WORK REQUIRED:
Transcribe each record exactly as it appears.

SOURCE INFORMATION:
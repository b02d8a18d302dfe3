//! Import input and transcript text acquisition.
//!
//! An export reaches the pipeline either as pasted/plain transcript text or
//! as a zip archive. [`ChatFile`] keeps the two apart, and [`file_to_text`]
//! turns either into transcript text.
//!
//! Acquisition failures stop here: [`file_to_text`] reports them through a
//! [`Notifier`] and yields empty text (see [`recover_to_empty`]), so parsing
//! always receives a string. Callers that handle the failure themselves use
//! [`try_file_to_text`].

use crate::archive::{ArchiveHandle, read_chat_file};
use crate::error::{AcquisitionError, ChatsiftError, Result};
use crate::notify::Notifier;

/// Leading bytes of a zip local file header, empty archive, and spanned archive.
const ZIP_SIGNATURES: [&[u8]; 3] = [b"PK\x03\x04", b"PK\x05\x06", b"PK\x07\x08"];

/// A chat export as handed to the import pipeline.
#[derive(Debug, Clone)]
pub enum ChatFile {
    /// Transcript text, e.g. pasted or read from a `.txt` export.
    Raw(String),
    /// A zip export holding the transcript and its media.
    Archived(ArchiveHandle),
}

impl ChatFile {
    /// Wraps transcript text.
    pub fn raw(text: impl Into<String>) -> Self {
        ChatFile::Raw(text.into())
    }

    /// Wraps zip bytes. Nothing is read until the transcript is needed.
    pub fn archive(bytes: impl Into<std::sync::Arc<[u8]>>) -> Self {
        ChatFile::Archived(ArchiveHandle::new(bytes))
    }

    /// Returns `true` for archived exports.
    pub fn is_archive(&self) -> bool {
        matches!(self, ChatFile::Archived(_))
    }
}

impl From<String> for ChatFile {
    fn from(text: String) -> Self {
        ChatFile::Raw(text)
    }
}

impl From<&str> for ChatFile {
    fn from(text: &str) -> Self {
        ChatFile::Raw(text.to_owned())
    }
}

/// Classifies file contents as an archive or a transcript.
///
/// Returns `Ok(None)` for empty input. Bytes starting with a zip signature
/// become [`ChatFile::Archived`]; anything else must be UTF-8 text.
///
/// # Example
///
/// ```rust
/// use chatsift::source::{ChatFile, extract_file};
///
/// let file = extract_file(b"[1/15/24, 10:30 AM] Alice: hi".to_vec())?;
/// assert!(matches!(file, Some(ChatFile::Raw(_))));
///
/// assert!(extract_file(Vec::new())?.is_none());
/// # Ok::<(), chatsift::ChatsiftError>(())
/// ```
pub fn extract_file(bytes: Vec<u8>) -> Result<Option<ChatFile>> {
    if bytes.is_empty() {
        return Ok(None);
    }

    if ZIP_SIGNATURES.iter().any(|sig| bytes.starts_with(sig)) {
        return Ok(Some(ChatFile::archive(bytes)));
    }

    let text = String::from_utf8(bytes).map_err(|source| ChatsiftError::Utf8 {
        context: "transcript file".to_string(),
        source,
    })?;
    let text = match text.strip_prefix('\u{FEFF}') {
        Some(stripped) => stripped.to_owned(),
        None => text,
    };
    Ok(Some(ChatFile::Raw(text)))
}

/// Turns an acquisition result into text, reporting failures.
///
/// On error the notifier receives the error's message and the error itself,
/// and the result is an empty string.
pub fn recover_to_empty(
    result: std::result::Result<String, AcquisitionError>,
    notifier: &dyn Notifier,
) -> String {
    result.unwrap_or_else(|err| {
        notifier.notify(&err.to_string(), Some(&err));
        String::new()
    })
}

async fn acquire_text(file: Option<&ChatFile>) -> std::result::Result<String, AcquisitionError> {
    match file {
        None => Ok(String::new()),
        Some(ChatFile::Raw(text)) => Ok(text.clone()),
        Some(ChatFile::Archived(archive)) => read_chat_file(archive).await,
    }
}

/// Returns the transcript text of an export.
///
/// - no file: empty text
/// - [`ChatFile::Raw`]: the text unchanged
/// - [`ChatFile::Archived`]: the resolved transcript entry, or empty text
///   after notifying when it cannot be found or decoded
pub async fn file_to_text(file: Option<&ChatFile>, notifier: &dyn Notifier) -> String {
    recover_to_empty(acquire_text(file).await, notifier)
}

/// Like [`file_to_text`], but returns acquisition failures instead of
/// reporting them.
///
/// # Errors
///
/// Returns [`ChatsiftError::Acquisition`] when the archive has no transcript
/// or cannot be decoded.
pub async fn try_file_to_text(file: Option<&ChatFile>) -> Result<String> {
    Ok(acquire_text(file).await?)
}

RESULT OF THIS EXERCISE:
repository b02d8a18d302dfe3
//! Import input and transcript text acquisition.
//!
//! An export reaches the pipeline either as pasted/plain transcript text or
//! as a zip archive. [`ChatFile`] keeps the two apart, and [`file_to_text`]
//! turns either into transcript text.
//!
//! Acquisition failures stop here: [`file_to_text`] reports them through a
//! [`Notifier`] and yields empty text (see [`recover_to_empty`]), so parsing
//! always receives a string. Callers that handle the failure themselves use
//! [`try_file_to_text`].

use crate::archive::{ArchiveHandle, read_chat_file};
use crate::error::{AcquisitionError, ChatsiftError, Result};
use crate::notify::Notifier;

/// Leading bytes of a zip local file header, empty archive, and spanned archive.
const ZIP_SIGNATURES: [&[u8]; 3] = [b"PK\x03\x04", b"PK\x05\x06", b"PK\x07\x08"];

/// A chat export as handed to the import pipeline.
#[derive(Debug, Clone)]
pub enum ChatFile {
    /// Transcript text, e.g. pasted or read from a `.txt` export.
    Raw(String),
    /// A zip export holding the transcript and its media.
    Archived(ArchiveHandle),
}

impl ChatFile {
    /// Wraps transcript text.
    pub fn raw(text: impl Into<String>) -> Self {
        ChatFile::Raw(text.into())
    }

    /// Wraps zip bytes. Nothing is read until the transcript is needed.
    pub fn archive(bytes: impl Into<std::sync::Arc<[u8]>>) -> Self {
        ChatFile::Archived(ArchiveHandle::new(bytes))
    }

    /// Returns `true` for archived exports.
    pub fn is_archive(&self) -> bool {
        matches!(self, ChatFile::Archived(_))
    }
}

impl From<String> for ChatFile {
    fn from(text: String) -> Self {
        ChatFile::Raw(text)
    }
}

impl From<&str> for ChatFile {
    fn from(text: &str) -> Self {
        ChatFile::Raw(text.to_owned())
    }
}

/// Classifies file contents as an archive or a transcript.
///
/// Returns `Ok(None)` for empty input. Bytes starting with a zip signature
/// become [`ChatFile::Archived`]; anything else must be UTF-8 text.
///
/// # Example
///
/// ```rust
/// use chatsift::source::{ChatFile, extract_file};
///
/// let file = extract_file(b"[1/15/24, 10:30 AM] Alice: hi".to_vec())?;
/// assert!(matches!(file, Some(ChatFile::Raw(_))));
///
/// assert!(extract_file(Vec::new())?.is_none());
/// # Ok::<(), chatsift::ChatsiftError>(())
/// ```
pub fn extract_file(bytes: Vec<u8>) -> Result<Option<ChatFile>> {
    if bytes.is_empty() {
        return Ok(None);
    }

    if ZIP_SIGNATURES.iter().any(|sig| bytes.starts_with(sig)) {
        return Ok(Some(ChatFile::archive(bytes)));
    }

    let text = String::from_utf8(bytes).map_err(|source| ChatsiftError::Utf8 {
        context: "transcript file".to_string(),
        source,
    })?;
    let text = match text.strip_prefix('\u{FEFF}') {
        Some(stripped) => stripped.to_owned(),
        None => text,
    };
    Ok(Some(ChatFile::Raw(text)))
}

/// Turns an acquisition result into text, reporting failures.
///
/// On error the notifier receives the error's message and the error itself,
/// and the result is an empty string.
pub fn recover_to_empty(
    result: std::result::Result<String, AcquisitionError>,
    notifier: &dyn Notifier,
) -> String {
    result.unwrap_or_else(|err| {
        notifier.notify(&err.to_string(), Some(&err));
        String::new()
    })
}

async fn acquire_text(file: Option<&ChatFile>) -> std::result::Result<String, AcquisitionError> {
    match file {
        None => Ok(String::new()),
        Some(ChatFile::Raw(text)) => Ok(text.clone()),
        Some(ChatFile::Archived(archive)) => read_chat_file(archive).await,
    }
}

/// Returns the transcript text of an export.
///
/// - no file: empty text
/// - [`ChatFile::Raw`]: the text unchanged
/// - [`ChatFile::Archived`]: the resolved transcript entry, or empty text
///   after notifying when it cannot be found or decoded
pub async fn file_to_text(file: Option<&ChatFile>, notifier: &dyn Notifier) -> String {
    recover_to_empty(acquire_text(file).await, notifier)
}

/// Like [`file_to_text`], but returns acquisition failures instead of
/// reporting them.
///
/// # Errors
///
/// Returns [`ChatsiftError::Acquisition`] when the archive has no transcript
/// or cannot be decoded.
pub async fn try_file_to_text(file: Option<&ChatFile>) -> Result<String> {
    Ok(acquire_text(file).await?)
}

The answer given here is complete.